An hour or so before the race, groom Ned Suter went into Sexetary's stall to wrap her ankles. As he worked, the Emmylou Harris version of the old Chuck Berry song You Never Can Tell blared from a nearby radio. That, said Kassen, summed up the business of racing 2-year-olds. "She's trained good," he said, "but I think she'll be a little better going farther. She has speed, but she isn't quick. Her crooked knee has straightened up so you can't see it. If her knee had looked as good at the sale as it does now, she would have brought twice as much."

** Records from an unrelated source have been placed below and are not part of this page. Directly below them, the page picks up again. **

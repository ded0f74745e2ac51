//! Background progress monitor for relay runs.
//!
//! Periodically logs run statistics (completed, failed, requeued, in
//! flight, queue depth) so operators can follow long runs without parsing
//! per-task log lines.

use std::sync::atomic::{AtomicBool, AtomicUsize, Ordering};
use std::sync::Arc;
use std::time::{Duration, Instant};

use tokio::task::JoinHandle;

use crate::scheduler::TaskQueue;

/// Snapshot of run progress counters at a point in time.
#[derive(Debug, Clone)]
pub struct ProgressSnapshot {
    /// Tasks whose result was recorded.
    pub completed: usize,
    /// Tasks dropped after exhausting their retries.
    pub failed: usize,
    /// Recoverable failures sent back to the queue.
    pub retried: usize,
    /// Tasks handed back because a session identity ran out.
    pub exhausted: usize,
    /// Tasks currently inside a driver call.
    pub in_flight: usize,
    /// Wall-clock elapsed time since the monitor started.
    pub elapsed: Duration,
}

/// Shared atomic counters for run progress tracking.
///
/// Cloned into every worker and incremented via `fetch_add`. The background
/// monitor reads these periodically to emit progress logs.
#[derive(Debug, Clone)]
pub struct ProgressCounters {
    pub completed: Arc<AtomicUsize>,
    pub failed: Arc<AtomicUsize>,
    pub retried: Arc<AtomicUsize>,
    pub exhausted: Arc<AtomicUsize>,
    pub in_flight: Arc<AtomicUsize>,
}

impl Default for ProgressCounters {
    fn default() -> Self {
        Self::new()
    }
}

impl ProgressCounters {
    /// Create a new set of zeroed progress counters.
    pub fn new() -> Self {
        Self {
            completed: Arc::new(AtomicUsize::new(0)),
            failed: Arc::new(AtomicUsize::new(0)),
            retried: Arc::new(AtomicUsize::new(0)),
            exhausted: Arc::new(AtomicUsize::new(0)),
            in_flight: Arc::new(AtomicUsize::new(0)),
        }
    }

    /// Take a snapshot of the current counter values.
    pub fn snapshot(&self, start: Instant) -> ProgressSnapshot {
        ProgressSnapshot {
            completed: self.completed.load(Ordering::Relaxed),
            failed: self.failed.load(Ordering::Relaxed),
            retried: self.retried.load(Ordering::Relaxed),
            exhausted: self.exhausted.load(Ordering::Relaxed),
            in_flight: self.in_flight.load(Ordering::Relaxed),
            elapsed: start.elapsed(),
        }
    }
}

/// A background task that periodically logs run progress.
///
/// Call [`ProgressMonitor::stop`] to cancel.
pub struct ProgressMonitor {
    stop_flag: Arc<AtomicBool>,
    handle: Option<JoinHandle<()>>,
}

impl ProgressMonitor {
    /// Start a background progress monitor that logs every `interval`.
    ///
    /// # Arguments
    ///
    /// * `counters` - Shared atomic counters incremented by workers
    /// * `queue` - Task queue, read for depth and outstanding work
    /// * `total` - Number of tasks scheduled this run (used for percentage)
    /// * `interval` - How often to emit progress logs
    pub fn start(
        counters: ProgressCounters,
        queue: Arc<TaskQueue>,
        total: usize,
        interval: Duration,
    ) -> Self {
        let stop_flag = Arc::new(AtomicBool::new(false));
        let flag = stop_flag.clone();
        let start = Instant::now();

        let handle = tokio::spawn(async move {
            let mut tick = tokio::time::interval(interval);
            tick.tick().await; // skip the immediate first tick

            loop {
                tick.tick().await;
                if flag.load(Ordering::Relaxed) {
                    break;
                }

                let snap = counters.snapshot(start);
                let done = snap.completed + snap.failed;
                let pct = if total > 0 {
                    (done as f64 / total as f64 * 100.0).min(100.0)
                } else {
                    100.0
                };

                let elapsed_secs = snap.elapsed.as_secs_f64();
                let completed_per_min = if elapsed_secs > 0.0 {
                    snap.completed as f64 * 60.0 / elapsed_secs
                } else {
                    0.0
                };

                tracing::info!(
                    completed = snap.completed,
                    failed = snap.failed,
                    retried = snap.retried,
                    exhausted = snap.exhausted,
                    in_flight = snap.in_flight,
                    queued = queue.len(),
                    outstanding = queue.unfinished(),
                    total = total,
                    progress_pct = format!("{:.1}%", pct),
                    elapsed_secs = snap.elapsed.as_secs(),
                    completed_per_min = format!("{:.2}", completed_per_min),
                    "Relay progress"
                );
            }
        });

        Self {
            stop_flag,
            handle: Some(handle),
        }
    }

    /// Signal the background monitor to stop and wait for it to finish.
    pub async fn stop(mut self) {
        self.stop_flag.store(true, Ordering::Relaxed);
        if let Some(handle) = self.handle.take() {
            handle.abort();
            let _ = handle.await;
        }
    }
}

impl Drop for ProgressMonitor {
    fn drop(&mut self) {
        self.stop_flag.store(true, Ordering::Relaxed);
        if let Some(handle) = self.handle.take() {
            handle.abort();
        }
    }
}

About 20 minutes before post time, Sexetary was taken out of her stall and led to the saddling area. As she neared the grandstand and heard the roar of the crowd, she perked up so much that she began to rear. Taking the shank from the groom, Kassen calmed her enough so that she willingly walked into the teeming crowd in the saddling area.
While Sexetary was being readied and taken to the paddock, where stone-faced Jockey Don Brumfield climbed aboard, the crowd bet her down to 1 to 2. Adams, flanked by his wife and daughter, sent a friend off with instructions to buy 50 two-dollar win tickets. If Sexy won, said Adams, he would give the tickets to friends as souvenirs.
The field arrayed against Sexetary didn't seem too imposing. A soft spot to make the first Secretariat runner look good, muttered insiders. Breaking on the rail, Sexetary took the lead midway through the first (and only) turn and continued on top into the stretch. Then Hot Commodity, ridden by Mike Bryan, challenged. Those who had bet on Secretariat's blood waited for class to show. Instead, Hot Commodity pulled away and Sexy began to fade, badly. By the time they got to the finish line, Sexetary was fourth, beaten 2½ lengths by a filly called Set A Limit. Hot Commodity was second with Gypsy Legend third.
Kassen fretted that Brumfield had been forced to rush the filly out of the gate, using her too early. Asked for a comment on the race, Brumfield seemed indifferent, almost sullen. "She just got outrun today," he said. "If she had been by any stallion but Secretariat, nobody would have been disappointed. I can't see any reason to condemn her or praise her. She's just a horse, that's all."
Indeed, only the foolhardy would attempt to make a case on Secretariat's get—or on Sexetary—on the basis of a single short race. Though he is new to the business, Adams understands. For probably the first time in racing history there was a press conference for the owner of the fourth-place finisher in a third race. In the press box, Adams said gallantly, "We didn't need her to win. In his first start, her daddy was fourth, too. So she's right on schedule."